Recorded data
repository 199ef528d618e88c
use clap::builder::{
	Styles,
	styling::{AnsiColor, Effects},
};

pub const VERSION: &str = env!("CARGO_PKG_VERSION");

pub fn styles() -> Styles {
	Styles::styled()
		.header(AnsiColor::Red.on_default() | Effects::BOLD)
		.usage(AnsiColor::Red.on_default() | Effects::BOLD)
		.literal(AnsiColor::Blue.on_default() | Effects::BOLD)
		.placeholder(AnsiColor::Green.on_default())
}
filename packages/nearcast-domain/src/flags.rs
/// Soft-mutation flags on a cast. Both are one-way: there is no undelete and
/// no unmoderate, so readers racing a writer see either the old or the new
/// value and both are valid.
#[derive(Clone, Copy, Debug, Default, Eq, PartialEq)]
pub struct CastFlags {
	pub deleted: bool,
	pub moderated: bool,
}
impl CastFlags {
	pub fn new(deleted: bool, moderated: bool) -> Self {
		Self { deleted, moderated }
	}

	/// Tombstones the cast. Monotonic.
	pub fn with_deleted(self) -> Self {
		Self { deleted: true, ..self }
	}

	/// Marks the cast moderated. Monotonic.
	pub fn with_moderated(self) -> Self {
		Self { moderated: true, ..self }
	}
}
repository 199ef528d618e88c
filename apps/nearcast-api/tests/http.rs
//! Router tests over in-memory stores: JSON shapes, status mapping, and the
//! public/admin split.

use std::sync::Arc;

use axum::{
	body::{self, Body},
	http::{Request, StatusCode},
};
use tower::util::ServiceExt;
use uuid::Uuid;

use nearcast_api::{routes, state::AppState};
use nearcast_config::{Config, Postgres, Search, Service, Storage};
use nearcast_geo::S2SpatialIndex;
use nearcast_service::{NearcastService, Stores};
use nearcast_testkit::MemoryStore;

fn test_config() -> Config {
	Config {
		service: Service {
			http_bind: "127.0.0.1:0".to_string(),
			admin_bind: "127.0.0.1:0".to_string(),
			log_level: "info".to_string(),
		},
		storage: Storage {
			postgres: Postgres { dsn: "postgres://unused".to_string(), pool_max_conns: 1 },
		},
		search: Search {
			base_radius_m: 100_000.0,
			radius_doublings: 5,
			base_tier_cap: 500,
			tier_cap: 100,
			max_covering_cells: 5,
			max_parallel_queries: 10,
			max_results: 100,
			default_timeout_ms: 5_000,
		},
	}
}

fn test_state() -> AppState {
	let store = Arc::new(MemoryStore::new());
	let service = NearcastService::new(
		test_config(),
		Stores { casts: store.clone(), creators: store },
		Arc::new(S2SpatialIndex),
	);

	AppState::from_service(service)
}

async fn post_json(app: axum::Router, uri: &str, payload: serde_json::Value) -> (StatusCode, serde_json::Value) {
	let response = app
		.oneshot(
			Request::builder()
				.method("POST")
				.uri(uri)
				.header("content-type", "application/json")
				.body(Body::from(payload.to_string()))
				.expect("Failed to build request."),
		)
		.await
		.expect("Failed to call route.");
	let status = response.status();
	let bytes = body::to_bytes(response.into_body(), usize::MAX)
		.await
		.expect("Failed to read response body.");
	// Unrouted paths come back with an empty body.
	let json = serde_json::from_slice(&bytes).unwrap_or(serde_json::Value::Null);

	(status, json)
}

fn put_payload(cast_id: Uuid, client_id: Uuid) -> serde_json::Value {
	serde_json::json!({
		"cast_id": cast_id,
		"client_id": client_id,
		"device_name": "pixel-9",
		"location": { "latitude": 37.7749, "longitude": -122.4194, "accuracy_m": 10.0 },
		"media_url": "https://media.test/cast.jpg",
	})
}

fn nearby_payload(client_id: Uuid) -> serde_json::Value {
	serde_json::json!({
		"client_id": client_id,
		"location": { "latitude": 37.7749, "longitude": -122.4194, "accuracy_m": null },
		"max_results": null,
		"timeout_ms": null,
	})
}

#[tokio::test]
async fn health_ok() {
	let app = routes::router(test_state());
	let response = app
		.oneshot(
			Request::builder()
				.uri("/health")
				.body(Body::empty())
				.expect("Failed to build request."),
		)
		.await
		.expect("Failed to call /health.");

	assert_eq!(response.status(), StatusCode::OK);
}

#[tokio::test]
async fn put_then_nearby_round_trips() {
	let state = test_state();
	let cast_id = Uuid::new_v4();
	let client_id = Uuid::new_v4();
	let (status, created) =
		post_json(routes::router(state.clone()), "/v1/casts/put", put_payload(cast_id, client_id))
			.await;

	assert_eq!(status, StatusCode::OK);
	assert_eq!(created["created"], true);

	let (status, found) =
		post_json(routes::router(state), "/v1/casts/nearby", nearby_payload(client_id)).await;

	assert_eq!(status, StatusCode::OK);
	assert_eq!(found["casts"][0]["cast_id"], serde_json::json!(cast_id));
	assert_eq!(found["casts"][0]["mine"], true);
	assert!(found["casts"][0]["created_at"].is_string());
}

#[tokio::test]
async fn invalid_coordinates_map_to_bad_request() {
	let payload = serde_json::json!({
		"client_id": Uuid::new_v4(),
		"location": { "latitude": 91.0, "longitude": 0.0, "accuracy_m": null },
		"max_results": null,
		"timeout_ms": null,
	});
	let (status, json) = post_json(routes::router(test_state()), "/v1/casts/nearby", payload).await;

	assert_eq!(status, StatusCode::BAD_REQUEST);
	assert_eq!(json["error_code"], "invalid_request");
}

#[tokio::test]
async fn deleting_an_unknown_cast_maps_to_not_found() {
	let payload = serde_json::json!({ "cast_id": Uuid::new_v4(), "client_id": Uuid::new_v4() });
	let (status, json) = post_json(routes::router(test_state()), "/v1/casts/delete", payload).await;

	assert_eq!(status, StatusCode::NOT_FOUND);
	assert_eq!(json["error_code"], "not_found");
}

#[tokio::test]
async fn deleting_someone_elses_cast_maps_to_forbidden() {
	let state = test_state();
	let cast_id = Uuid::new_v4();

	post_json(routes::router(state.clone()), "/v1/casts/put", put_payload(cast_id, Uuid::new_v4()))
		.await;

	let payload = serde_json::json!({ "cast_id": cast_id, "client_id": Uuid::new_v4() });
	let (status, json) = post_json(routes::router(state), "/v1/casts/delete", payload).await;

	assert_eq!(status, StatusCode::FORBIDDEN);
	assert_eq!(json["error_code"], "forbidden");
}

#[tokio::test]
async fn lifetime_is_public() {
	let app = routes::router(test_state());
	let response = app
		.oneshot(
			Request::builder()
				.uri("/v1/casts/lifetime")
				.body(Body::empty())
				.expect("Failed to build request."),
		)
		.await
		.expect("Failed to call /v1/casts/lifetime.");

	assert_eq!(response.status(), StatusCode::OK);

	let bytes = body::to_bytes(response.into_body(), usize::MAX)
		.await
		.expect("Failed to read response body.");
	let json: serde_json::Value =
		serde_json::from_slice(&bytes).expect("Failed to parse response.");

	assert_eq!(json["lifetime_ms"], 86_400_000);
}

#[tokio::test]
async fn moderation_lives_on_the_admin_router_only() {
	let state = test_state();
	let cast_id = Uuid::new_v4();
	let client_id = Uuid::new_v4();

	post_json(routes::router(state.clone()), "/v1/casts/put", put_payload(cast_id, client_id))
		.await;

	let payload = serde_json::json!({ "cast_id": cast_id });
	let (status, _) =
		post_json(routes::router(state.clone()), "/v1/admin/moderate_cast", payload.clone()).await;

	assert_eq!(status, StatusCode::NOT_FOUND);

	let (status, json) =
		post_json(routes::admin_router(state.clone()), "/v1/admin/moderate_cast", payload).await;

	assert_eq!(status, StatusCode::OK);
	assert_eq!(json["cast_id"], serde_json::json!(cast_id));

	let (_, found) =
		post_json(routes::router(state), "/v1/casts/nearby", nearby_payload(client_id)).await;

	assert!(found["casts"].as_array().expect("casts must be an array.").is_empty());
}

Exercise aim
Print the entire listing above once more, with nothing changed.

Task output
repository 199ef528d618e88c
use clap::builder::{
	Styles,
	styling::{AnsiColor, Effects},
};

pub const VERSION: &str = env!("CARGO_PKG_VERSION");

pub fn styles() -> Styles {
	Styles::styled()
		.header(AnsiColor::Red.on_default() | Effects::BOLD)
		.usage(AnsiColor::Red.on_default() | Effects::BOLD)
		.literal(AnsiColor::Blue.on_default() | Effects::BOLD)
		.placeholder(AnsiColor::Green.on_default())
}
filename packages/nearcast-domain/src/flags.rs
/// Soft-mutation flags on a cast. Both are one-way: there is no undelete and
/// no unmoderate, so readers racing a writer see either the old or the new
/// value and both are valid.
#[derive(Clone, Copy, Debug, Default, Eq, PartialEq)]
pub struct CastFlags {
	pub deleted: bool,
	pub moderated: bool,
}
impl CastFlags {
	pub fn new(deleted: bool, moderated: bool) -> Self {
		Self { deleted, moderated }
	}

	/// Tombstones the cast. Monotonic.
	pub fn with_deleted(self) -> Self {
		Self { deleted: true, ..self }
	}

	/// Marks the cast moderated. Monotonic.
	pub fn with_moderated(self) -> Self {
		Self { moderated: true, ..self }
	}
}
repository 199ef528d618e88c
filename apps/nearcast-api/tests/http.rs
//! Router tests over in-memory stores: JSON shapes, status mapping, and the
//! public/admin split.

use std::sync::Arc;

use axum::{
	body::{self, Body},
	http::{Request, StatusCode},
};
use tower::util::ServiceExt;
use uuid::Uuid;

use nearcast_api::{routes, state::AppState};
use nearcast_config::{Config, Postgres, Search, Service, Storage};
use nearcast_geo::S2SpatialIndex;
use nearcast_service::{NearcastService, Stores};
use nearcast_testkit::MemoryStore;

fn test_config() -> Config {
	Config {
		service: Service {
			http_bind: "127.0.0.1:0".to_string(),
			admin_bind: "127.0.0.1:0".to_string(),
			log_level: "info".to_string(),
		},
		storage: Storage {
			postgres: Postgres { dsn: "postgres://unused".to_string(), pool_max_conns: 1 },
		},
		search: Search {
			base_radius_m: 100_000.0,
			radius_doublings: 5,
			base_tier_cap: 500,
			tier_cap: 100,
			max_covering_cells: 5,
			max_parallel_queries: 10,
			max_results: 100,
			default_timeout_ms: 5_000,
		},
	}
}

fn test_state() -> AppState {
	let store = Arc::new(MemoryStore::new());
	let service = NearcastService::new(
		test_config(),
		Stores { casts: store.clone(), creators: store },
		Arc::new(S2SpatialIndex),
	);

	AppState::from_service(service)
}

async fn post_json(app: axum::Router, uri: &str, payload: serde_json::Value) -> (StatusCode, serde_json::Value) {
	let response = app
		.oneshot(
			Request::builder()
				.method("POST")
				.uri(uri)
				.header("content-type", "application/json")
				.body(Body::from(payload.to_string()))
				.expect("Failed to build request."),
		)
		.await
		.expect("Failed to call route.");
	let status = response.status();
	let bytes = body::to_bytes(response.into_body(), usize::MAX)
		.await
		.expect("Failed to read response body.");
	// Unrouted paths come back with an empty body.
	let json = serde_json::from_slice(&bytes).unwrap_or(serde_json::Value::Null);

	(status, json)
}

fn put_payload(cast_id: Uuid, client_id: Uuid) -> serde_json::Value {
	serde_json::json!({
		"cast_id": cast_id,
		"client_id": client_id,
		"device_name": "pixel-9",
		"location": { "latitude": 37.7749, "longitude": -122.4194, "accuracy_m": 10.0 },
		"media_url": "https://media.test/cast.jpg",
	})
}

fn nearby_payload(client_id: Uuid) -> serde_json::Value {
	serde_json::json!({
		"client_id": client_id,
		"location": { "latitude": 37.7749, "longitude": -122.4194, "accuracy_m": null },
		"max_results": null,
		"timeout_ms": null,
	})
}

#[tokio::test]
async fn health_ok() {
	let app = routes::router(test_state());
	let response = app
		.oneshot(
			Request::builder()
				.uri("/health")
				.body(Body::empty())
				.expect("Failed to build request."),
		)
		.await
		.expect("Failed to call /health.");

	assert_eq!(response.status(), StatusCode::OK);
}

#[tokio::test]
async fn put_then_nearby_round_trips() {
	let state = test_state();
	let cast_id = Uuid::new_v4();
	let client_id = Uuid::new_v4();
	let (status, created) =
		post_json(routes::router(state.clone()), "/v1/casts/put", put_payload(cast_id, client_id))
			.await;

	assert_eq!(status, StatusCode::OK);
	assert_eq!(created["created"], true);

	let (status, found) =
		post_json(routes::router(state), "/v1/casts/nearby", nearby_payload(client_id)).await;

	assert_eq!(status, StatusCode::OK);
	assert_eq!(found["casts"][0]["cast_id"], serde_json::json!(cast_id));
	assert_eq!(found["casts"][0]["mine"], true);
	assert!(found["casts"][0]["created_at"].is_string());
}

#[tokio::test]
async fn invalid_coordinates_map_to_bad_request() {
	let payload = serde_json::json!({
		"client_id": Uuid::new_v4(),
		"location": { "latitude": 91.0, "longitude": 0.0, "accuracy_m": null },
		"max_results": null,
		"timeout_ms": null,
	});
	let (status, json) = post_json(routes::router(test_state()), "/v1/casts/nearby", payload).await;

	assert_eq!(status, StatusCode::BAD_REQUEST);
	assert_eq!(json["error_code"], "invalid_request");
}

#[tokio::test]
async fn deleting_an_unknown_cast_maps_to_not_found() {
	let payload = serde_json::json!({ "cast_id": Uuid::new_v4(), "client_id": Uuid::new_v4() });
	let (status, json) = post_json(routes::router(test_state()), "/v1/casts/delete", payload).await;

	assert_eq!(status, StatusCode::NOT_FOUND);
	assert_eq!(json["error_code"], "not_found");
}

#[tokio::test]
async fn deleting_someone_elses_cast_maps_to_forbidden() {
	let state = test_state();
	let cast_id = Uuid::new_v4();

	post_json(routes::router(state.clone()), "/v1/casts/put", put_payload(cast_id, Uuid::new_v4()))
		.await;

	let payload = serde_json::json!({ "cast_id": cast_id, "client_id": Uuid::new_v4() });
	let (status, json) = post_json(routes::router(state), "/v1/casts/delete", payload).await;

	assert_eq!(status, StatusCode::FORBIDDEN);
	assert_eq!(json["error_code"], "forbidden");
}

#[tokio::test]
async fn lifetime_is_public() {
	let app = routes::router(test_state());
	let response = app
		.oneshot(
			Request::builder()
				.uri("/v1/casts/lifetime")
				.body(Body::empty())
				.expect("Failed to build request."),
		)
		.await
		.expect("Failed to call /v1/casts/lifetime.");

	assert_eq!(response.status(), StatusCode::OK);

	let bytes = body::to_bytes(response.into_body(), usize::MAX)
		.await
		.expect("Failed to read response body.");
	let json: serde_json::Value =
		serde_json::from_slice(&bytes).expect("Failed to parse response.");

	assert_eq!(json["lifetime_ms"], 86_400_000);
}

#[tokio::test]
async fn moderation_lives_on_the_admin_router_only() {
	let state = test_state();
	let cast_id = Uuid::new_v4();
	let client_id = Uuid::new_v4();

	post_json(routes::router(state.clone()), "/v1/casts/put", put_payload(cast_id, client_id))
		.await;

	let payload = serde_json::json!({ "cast_id": cast_id });
	let (status, _) =
		post_json(routes::router(state.clone()), "/v1/admin/moderate_cast", payload.clone()).await;

	assert_eq!(status, StatusCode::NOT_FOUND);

	let (status, json) =
		post_json(routes::admin_router(state.clone()), "/v1/admin/moderate_cast", payload).await;

	assert_eq!(status, StatusCode::OK);
	assert_eq!(json["cast_id"], serde_json::json!(cast_id));

	let (_, found) =
		post_json(routes::router(state), "/v1/casts/nearby", nearby_payload(client_id)).await;

	assert!(found["casts"].as_array().expect("casts must be an array.").is_empty());
}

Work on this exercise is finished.